Gating strategy for AMs (CD45 ⁺ Siglec-F ⁺ CD11b-CD11c ⁺ CD64 ⁺ ), CD11b ⁺ DCs (CD11b ⁺ MHC-II ⁺ CD11c ⁺ CD24 ⁺ CD64-), CD103 ⁺ DCs (CD11c ⁺ CD103 ⁺ CD24 ⁺ ), eosinophils (Siglec-F ⁺ CD11b ⁺ CD11c-), interstitial macrophages (CD11b ⁺ MHC-II ⁺ CD11c ⁺ CD64 ⁺ CD24-), Ly6C⁺ monocytes and macrophages, Ly6C⁻ monocytes and macrophages (CD11b ⁺ MHC-II-CD64⁺/−), and neutrophils (CD11b⁺ Ly6G⁺) in the mouse lung and the RGS1 expression in the cells were evaluated (a). Gating strategy for endovascular progenitor (EVP, CD45-CD31^lowVEGFR^low), transit-amplifying (TA, CD45-CD31^intVEGFR^int), and definitive differentiated cells (D, CD45-CD31^hiVEGFR^hi) and their RGS1 expression were evaluated (b).
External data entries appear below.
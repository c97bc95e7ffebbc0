//! TradingView scanner client for fetching indicator snapshots
//!
//! No API key required for the public scanner endpoint.
//!
//! # Example
//! ```no_run
//! use maverick_book::tradingview::{IndicatorSource, ScannerClient};
//! use maverick_book::{Interval, Symbol};
//!
//! #[tokio::main]
//! async fn main() -> anyhow::Result<()> {
//!     let client = ScannerClient::new()?;
//!     let raw = client
//!         .fetch_indicators(&Symbol::new("CKBUSDT"), "BYBIT", "crypto", Interval::OneDay)
//!         .await?;
//!     println!("close = {:?}", raw.number("close"));
//!     Ok(())
//! }
//! ```

use reqwest::Client;
use std::future::Future;
use std::time::Duration;
use tracing::debug;

use super::types::{RawIndicators, ScanRequest, ScanResponse, DEFAULT_INDICATORS};
use crate::error::FetchError;
use crate::{Interval, Symbol};

/// Base URL for the scanner API
pub const SCANNER_API_BASE: &str = "https://scanner.tradingview.com";

/// Default request timeout
const DEFAULT_TIMEOUT_SECS: u64 = 30;

/// Anything that can produce raw indicator readings for a symbol
///
/// The screener fans out over this trait so it can run against the live
/// scanner or an in-memory source.
pub trait IndicatorSource: Send + Sync {
    fn fetch_indicators(
        &self,
        symbol: &Symbol,
        exchange: &str,
        screener: &str,
        interval: Interval,
    ) -> impl Future<Output = Result<RawIndicators, FetchError>> + Send;
}

/// Scanner API client
#[derive(Debug, Clone)]
pub struct ScannerClient {
    client: Client,
    base_url: String,
    indicators: Vec<&'static str>,
}

impl ScannerClient {
    /// Create a client with the default timeout
    pub fn new() -> Result<Self, FetchError> {
        Self::with_timeout(Duration::from_secs(DEFAULT_TIMEOUT_SECS))
    }

    pub fn with_timeout(timeout: Duration) -> Result<Self, FetchError> {
        let client = Client::builder().timeout(timeout).build()?;

        Ok(ScannerClient {
            client,
            base_url: SCANNER_API_BASE.to_string(),
            indicators: DEFAULT_INDICATORS.to_vec(),
        })
    }

    /// Point the client at another host (mirrors, local proxies)
    pub fn with_base_url(mut self, base_url: impl Into<String>) -> Self {
        self.base_url = base_url.into().trim_end_matches('/').to_string();
        self
    }

    /// Indicators requested on every scan
    pub fn indicators(&self) -> &[&'static str] {
        &self.indicators
    }

    async fn scan(
        &self,
        symbol: &Symbol,
        exchange: &str,
        screener: &str,
        interval: Interval,
    ) -> Result<RawIndicators, FetchError> {
        let url = format!("{}/{}/scan", self.base_url, screener.to_lowercase());
        let ticker = symbol.ticker(exchange);
        let request = ScanRequest::new(vec![ticker.clone()], &self.indicators, interval);

        debug!("Scanning {} ({}) via {}", ticker, interval, url);

        let response = self.client.post(&url).json(&request).send().await?;

        let status = response.status();
        let body = response.text().await?;
        if !status.is_success() {
            return Err(FetchError::Status {
                status: status.as_u16(),
                body,
            });
        }

        let parsed: ScanResponse = serde_json::from_str(&body)?;
        parse_scan_response(&ticker, &self.indicators, parsed)
    }
}

/// Pick the row for `ticker` out of a scan response
pub fn parse_scan_response(
    ticker: &str,
    indicators: &[&str],
    response: ScanResponse,
) -> Result<RawIndicators, FetchError> {
    response
        .data
        .iter()
        .find(|row| row.s.eq_ignore_ascii_case(ticker))
        .or_else(|| response.data.first())
        .map(|row| RawIndicators::from_row(indicators, row))
        .ok_or_else(|| FetchError::SymbolNotFound(ticker.to_string()))
}

impl IndicatorSource for ScannerClient {
    async fn fetch_indicators(
        &self,
        symbol: &Symbol,
        exchange: &str,
        screener: &str,
        interval: Interval,
    ) -> Result<RawIndicators, FetchError> {
        self.scan(symbol, exchange, screener, interval).await
    }
}
//! Screen command - RSI screen over a list of perpetual futures symbols

use anyhow::Result;
use indicatif::{ProgressBar, ProgressStyle};
use maverick_book::screener::{RsiScreener, ScreenSnapshot};
use maverick_book::tradingview::ScannerClient;
use maverick_book::{Config, Symbol};
use std::time::Duration;
use tracing::info;

#[allow(clippy::too_many_arguments)]
pub fn run(
    config_path: Option<String>,
    low: Option<f64>,
    high: Option<f64>,
    symbols: Option<String>,
    interval: Option<String>,
    show: Option<String>,
    output: Option<String>,
    watch: Option<u64>,
    refresh: bool,
) -> Result<()> {
    let mut config = Config::load(config_path.as_deref())?;
    let screener_config = &mut config.screener;

    if let Some(low) = low {
        screener_config.rsi_low = low;
    }
    if let Some(high) = high {
        screener_config.rsi_high = high;
    }
    if let Some(list) = symbols {
        screener_config.symbols = list
            .split(',')
            .map(|s| s.trim().to_string())
            .filter(|s| !s.is_empty())
            .collect();
    }
    if let Some(interval) = interval {
        screener_config.interval = interval.parse().map_err(anyhow::Error::msg)?;
    }
    screener_config.validate()?;

    let selected: Vec<Symbol> = show
        .map(|s| s.split(',').map(Symbol::new).collect())
        .unwrap_or_default();

    let client = ScannerClient::with_timeout(Duration::from_secs(config.market.timeout_secs))?;
    let total = config.screener.symbols().len();
    let pb = ProgressBar::new(total as u64);
    pb.set_style(
        ProgressStyle::default_bar()
            .template("⚡ {percent:>3}%|{bar:40}| {pos}/{len} [{elapsed}<{eta}] {msg}")?
            .progress_chars("█░ "),
    );

    let screener = RsiScreener::new(client, config.screener).with_progress(pb.clone());
    let (low, high) = (screener.config().rsi_low, screener.config().rsi_high);

    let rt = tokio::runtime::Runtime::new()?;
    rt.block_on(async {
        loop {
            if refresh {
                screener.invalidate().await;
            }
            pb.reset();
            pb.set_message("fetching...");
            let snapshot = screener.screen().await;
            pb.finish_and_clear();

            print_report(&snapshot, low, high, &selected);

            if let Some(path) = &output {
                snapshot.write_csv(path)?;
                println!("Saved {} rows to {}", snapshot.readings.len(), path);
            }

            let Some(secs) = watch else {
                break;
            };
            info!("Next refresh in {}s", secs);
            tokio::select! {
                _ = tokio::time::sleep(Duration::from_secs(secs)) => {}
                _ = tokio::signal::ctrl_c() => {
                    info!("Interrupted, stopping watch");
                    break;
                }
            }
        }
        Ok::<(), anyhow::Error>(())
    })?;

    Ok(())
}

fn print_report(snapshot: &ScreenSnapshot, low: f64, high: f64, selected: &[Symbol]) {
    let summary = snapshot.summary(low, high);

    println!("\n{}", "=".repeat(60));
    println!("CRYPTO SELECTOR");
    println!("{}", "=".repeat(60));
    println!(
        "  Last update:       {}",
        snapshot.fetched_at.format("%Y-%m-%d %H:%M:%S %Z")
    );
    println!("  Total Symbols:     {}", summary.total);
    match summary.average_rsi {
        Some(avg) => println!("  Avg RSI:           {:.2}", avg),
        None => println!("  Avg RSI:           n/a"),
    }
    println!("  Symbols in Range:  {}", summary.in_range);
    println!("{}", "=".repeat(60));

    let in_range = snapshot.in_range(low, high);
    println!("\nSymbols in Range ({}-{})", low, high);
    if in_range.is_empty() {
        println!("  No symbols found in the selected RSI range.");
    } else {
        println!("  {:<24} {:>8}", "Symbol", "RSI");
        println!("  {}", "-".repeat(33));
        for reading in in_range {
            println!(
                "  {:<24} {:>8.2}",
                reading.symbol.as_str(),
                reading.rsi.unwrap_or_default()
            );
        }
    }

    if !selected.is_empty() {
        println!("\nDetailed Symbol View");
        for reading in snapshot.select(selected) {
            let zone = match reading.rsi {
                Some(v) if v <= 30.0 => "oversold",
                Some(v) if v >= 70.0 => "overbought",
                Some(_) => "",
                None => "no data",
            };
            match reading.rsi {
                Some(v) => println!("  {:<24} {:>8.2} {}", reading.symbol.as_str(), v, zone),
                None => println!("  {:<24} {:>8} {}", reading.symbol.as_str(), "-", zone),
            }
        }
    }
    println!();
}
//! RSI screener
//!
//! Fans out one scanner request per symbol with at most `max_workers` in
//! flight, drops symbols whose fetch fails, and caches the completed screen
//! for `cache_ttl_secs`. Filtering and summary statistics work on the cached
//! readings without touching the network.

use anyhow::{Context, Result};
use chrono::{DateTime, Utc};
use indicatif::ProgressBar;
use itertools::Itertools;
use ordered_float::OrderedFloat;
use serde::{Deserialize, Serialize};
use statrs::statistics::Statistics;
use std::path::Path;
use std::sync::Arc;
use std::time::{Duration, Instant};
use tokio::sync::{Mutex, Semaphore};
use tokio::task::JoinSet;
use tracing::{debug, info, warn};

use crate::config::ScreenerConfig;
use crate::tradingview::IndicatorSource;
use crate::Symbol;

/// Indicator column holding the RSI value
pub const RSI_INDICATOR: &str = "RSI";

/// RSI reading for one symbol; `rsi` is `None` when the scanner had no value
#[derive(Debug, Clone, PartialEq, Serialize, Deserialize)]
pub struct RsiReading {
    pub symbol: Symbol,
    pub rsi: Option<f64>,
}

impl RsiReading {
    pub fn in_band(&self, low: f64, high: f64) -> bool {
        self.rsi.is_some_and(|rsi| rsi >= low && rsi <= high)
    }
}

/// One completed screen
#[derive(Debug, Clone, PartialEq, Serialize, Deserialize)]
pub struct ScreenSnapshot {
    pub fetched_at: DateTime<Utc>,
    pub readings: Vec<RsiReading>,
}

impl ScreenSnapshot {
    pub fn new(readings: Vec<RsiReading>) -> Self {
        ScreenSnapshot {
            fetched_at: Utc::now(),
            readings,
        }
    }

    /// Readings inside `[low, high]`, highest RSI first
    pub fn in_range(&self, low: f64, high: f64) -> Vec<&RsiReading> {
        self.readings
            .iter()
            .filter(|r| r.in_band(low, high))
            .sorted_by_key(|r| std::cmp::Reverse(OrderedFloat(r.rsi.unwrap_or(f64::NAN))))
            .collect()
    }

    /// Readings for the requested symbols, in request order
    pub fn select(&self, symbols: &[Symbol]) -> Vec<&RsiReading> {
        symbols
            .iter()
            .filter_map(|s| self.readings.iter().find(|r| &r.symbol == s))
            .collect()
    }

    pub fn summary(&self, low: f64, high: f64) -> ScreenSummary {
        let values: Vec<f64> = self.readings.iter().filter_map(|r| r.rsi).collect();

        ScreenSummary {
            total: self.readings.len(),
            with_rsi: values.len(),
            average_rsi: if values.is_empty() {
                None
            } else {
                Some(values.iter().mean())
            },
            in_range: self.readings.iter().filter(|r| r.in_band(low, high)).count(),
        }
    }

    /// Write `symbol,rsi,fetched_at` rows
    pub fn write_csv(&self, path: impl AsRef<Path>) -> Result<()> {
        let path = path.as_ref();
        let mut writer = csv::Writer::from_path(path)
            .with_context(|| format!("Failed to create {}", path.display()))?;

        writer.write_record(["symbol", "rsi", "fetched_at"])?;
        let fetched_at = self.fetched_at.format("%Y-%m-%d %H:%M:%S").to_string();
        for reading in &self.readings {
            let rsi = reading.rsi.map(|v| format!("{:.2}", v)).unwrap_or_default();
            writer.write_record([reading.symbol.as_str(), rsi.as_str(), fetched_at.as_str()])?;
        }
        writer.flush()?;

        info!("Saved {} rows to {}", self.readings.len(), path.display());
        Ok(())
    }
}

/// Headline numbers for a screen
#[derive(Debug, Clone, PartialEq, Serialize, Deserialize)]
pub struct ScreenSummary {
    pub total: usize,
    pub with_rsi: usize,
    pub average_rsi: Option<f64>,
    pub in_range: usize,
}

struct CachedScreen {
    snapshot: Arc<ScreenSnapshot>,
    stored_at: Instant,
}

/// Concurrent RSI screener over an [`IndicatorSource`]
pub struct RsiScreener<S> {
    source: Arc<S>,
    config: ScreenerConfig,
    ttl: Duration,
    cache: Mutex<Option<CachedScreen>>,
    progress: Option<ProgressBar>,
}

impl<S> RsiScreener<S>
where
    S: IndicatorSource + 'static,
{
    pub fn new(source: S, config: ScreenerConfig) -> Self {
        RsiScreener {
            source: Arc::new(source),
            ttl: Duration::from_secs(config.cache_ttl_secs),
            config,
            cache: Mutex::new(None),
            progress: None,
        }
    }

    /// Tick `progress` once per finished symbol
    pub fn with_progress(mut self, progress: ProgressBar) -> Self {
        self.progress = Some(progress);
        self
    }

    pub fn config(&self) -> &ScreenerConfig {
        &self.config
    }

    /// Cached screen if still fresh, otherwise a new one
    pub async fn screen(&self) -> Arc<ScreenSnapshot> {
        let mut cache = self.cache.lock().await;

        if let Some(cached) = cache.as_ref() {
            if cached.stored_at.elapsed() < self.ttl {
                debug!(
                    "Using cached screen from {} ({} readings)",
                    cached.snapshot.fetched_at,
                    cached.snapshot.readings.len()
                );
                return Arc::clone(&cached.snapshot);
            }
        }

        let snapshot = Arc::new(self.fetch_all().await);
        *cache = Some(CachedScreen {
            snapshot: Arc::clone(&snapshot),
            stored_at: Instant::now(),
        });
        snapshot
    }

    /// Drop the cached screen so the next call refetches
    pub async fn invalidate(&self) {
        *self.cache.lock().await = None;
    }

    /// Fetch every configured symbol, keeping only successful reads
    pub async fn fetch_all(&self) -> ScreenSnapshot {
        let symbols = self.config.symbols();
        let permits = Arc::new(Semaphore::new(self.config.max_workers.max(1)));
        let mut tasks = JoinSet::new();

        info!(
            "Screening {} symbols on {} ({}) with {} workers",
            symbols.len(),
            self.config.exchange,
            self.config.interval,
            self.config.max_workers
        );

        for symbol in symbols {
            let source = Arc::clone(&self.source);
            let permits = Arc::clone(&permits);
            let exchange = self.config.exchange.clone();
            let screener = self.config.screener.clone();
            let interval = self.config.interval;

            tasks.spawn(async move {
                let _permit = permits.acquire_owned().await;
                let result = source
                    .fetch_indicators(&symbol, &exchange, &screener, interval)
                    .await;
                (symbol, result)
            });
        }

        let mut readings = Vec::new();
        let mut failed = 0usize;

        while let Some(joined) = tasks.join_next().await {
            match joined {
                Ok((symbol, Ok(raw))) => readings.push(RsiReading {
                    rsi: raw.number(RSI_INDICATOR),
                    symbol,
                }),
                Ok((symbol, Err(e))) => {
                    warn!("Error fetching data for {}: {}", symbol, e);
                    failed += 1;
                }
                Err(e) => {
                    warn!("Screener task failed: {}", e);
                    failed += 1;
                }
            }
            if let Some(pb) = &self.progress {
                pb.inc(1);
            }
        }

        info!(
            "Screen complete: {} readings, {} failures",
            readings.len(),
            failed
        );

        ScreenSnapshot::new(readings)
    }
}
The expression of Flt3 and Tie2 was evaluated in Ly6C⁺ or Ly6C⁻ brain macrophages (c), intestinal macrophages (d), and lung macrophages (e). Construction mode diagrams of RGS1^fl/fl;Flt3-CreERt2 and RGS1^fl/fl;Tie2-CreERt2 (f). One week after tamoxifen treatment, the expression of RGS1 in RGS1^Flt3 and RGS1^Tie2 mice in Flt3 ⁺ Ly6C^hi AMs, Flt3 ⁺ Ly6C^low AMs, and Tie2 ⁺ Ly6C⁻ AMs was detected (g, h). The data are shown as the mean ± SD; *p < 0.05 and **p < 0.01 by ANOVA, and “n.s.” indicates not statistically significant. The data in a-e were derived from 3 independent experiments. The data in g and h are based on 3 mice in each group.